When filling out the Ohio ODM 02374 form for Private Duty Nursing (PDN) services requests, there are several key takeaways that providers and applicants need to be mindful of. Understanding these points can streamline the process, ensuring that the request is properly understood and processed efficiently by the Ohio Department of Medicaid.

  • Determine Medicaid Eligibility First: It's crucial to confirm the consumer's Medicaid eligibility before submitting the PDN request form. Medicaid will automatically deny Prior Authorization Requests for clients not eligible on the intended date of service.
  • Complete all Sections Fully: Every section of the form for both CONSUMER INFORMATION and PROVIDER INFORMATION must be filled out entirely.
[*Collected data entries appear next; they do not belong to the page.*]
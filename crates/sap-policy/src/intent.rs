// intent.rs - The payment intent an agent proposes.
//
// Intents arrive already validated against the upstream schema (key length,
// positive amount, non-empty text). The engine treats them as read-only.

use std::fmt;

use serde::{Deserialize, Serialize};

/// Settlement currency of an intent.
#[derive(Debug, Clone, Copy, Serialize, Deserialize, PartialEq, Eq, Hash)]
#[serde(rename_all = "UPPERCASE")]
pub enum Currency {
    Gbp,
    Usd,
    Eur,
}

impl fmt::Display for Currency {
    fn fmt(&self, f: &mut fmt::Formatter<'_>) -> fmt::Result {
        let code = match self {
            Currency::Gbp => "GBP",
            Currency::Usd => "USD",
            Currency::Eur => "EUR",
        };
        f.write_str(code)
    }
}

/// Spend category declared by the agent.
#[derive(Debug, Clone, Copy, Serialize, Deserialize, PartialEq, Eq, Hash, PartialOrd, Ord)]
#[serde(rename_all = "lowercase")]
pub enum Category {
    Equipment,
    Software,
    Travel,
    Services,
    Other,
}

impl Category {
    pub fn as_str(&self) -> &'static str {
        match self {
            Category::Equipment => "equipment",
            Category::Software => "software",
            Category::Travel => "travel",
            Category::Services => "services",
            Category::Other => "other",
        }
    }
}

impl fmt::Display for Category {
    fn fmt(&self, f: &mut fmt::Formatter<'_>) -> fmt::Result {
        f.write_str(self.as_str())
    }
}

impl std::str::FromStr for Category {
    type Err = String;

    fn from_str(s: &str) -> Result<Self, Self::Err> {
        match s.trim().to_ascii_lowercase().as_str() {
            "equipment" => Ok(Category::Equipment),
            "software" => Ok(Category::Software),
            "travel" => Ok(Category::Travel),
            "services" => Ok(Category::Services),
            "other" => Ok(Category::Other),
            other => Err(format!("unknown category '{}'", other)),
        }
    }
}

/// A proposed payment awaiting guardrail evaluation.
///
/// Field names follow the upstream JSON contract (`idempotencyKey`, ...).
#[derive(Debug, Clone, Serialize, Deserialize, PartialEq, Eq)]
#[serde(rename_all = "camelCase")]
pub struct PaymentIntent {
    /// Caller-supplied token, unique per logical request (32+ chars).
    pub idempotency_key: String,
    /// The high-level objective the agent was given.
    pub goal: String,
    /// Total cost in minor currency units.
    pub amount: u64,
    pub currency: Currency,
    /// Who gets paid.
    pub beneficiary: String,
    pub category: Category,
    /// Free text explaining why the purchase is needed. Must be plain text.
    pub justification: String,
}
Incomplete forms could lead to processing delays or denials. This includes verifying details such as Medicaid number, provider license numbers, and ensuring that all contact information is accurate and current.
  • Signature and Authorization: The form requires the signature of the consumer or their authorized representative. By signing, they authorize the exchange of protected health information necessary for the assessment and provision of PDN services. Ensure this section is not overlooked, as it is vital for compliance with privacy regulations.
  • Submitting the Request: For Independent and Agency Providers, the ODM 02374 form must be submitted through the Medicaid MITS Web Portal. No faxes or emails will be accepted for PDN requests. However, for DODD Service Coordinators and PASSPORT Case Managers, the completed form can be emailed or faxed to the specified contacts within the Bureau of Long Term Care Services and Supports.

Remember, accuracy and completeness when filling out the form contribute directly to the swift processing of PDN services. Each section of the form plays a crucial role in determining the necessity and eligibility for PDN services. Additionally, by acknowledging the responsibilities tied to the submission, such as verifying Medicaid eligibility monthly and adhering to the instructions for providing emergency services, providers can better support their clients in accessing the necessary care.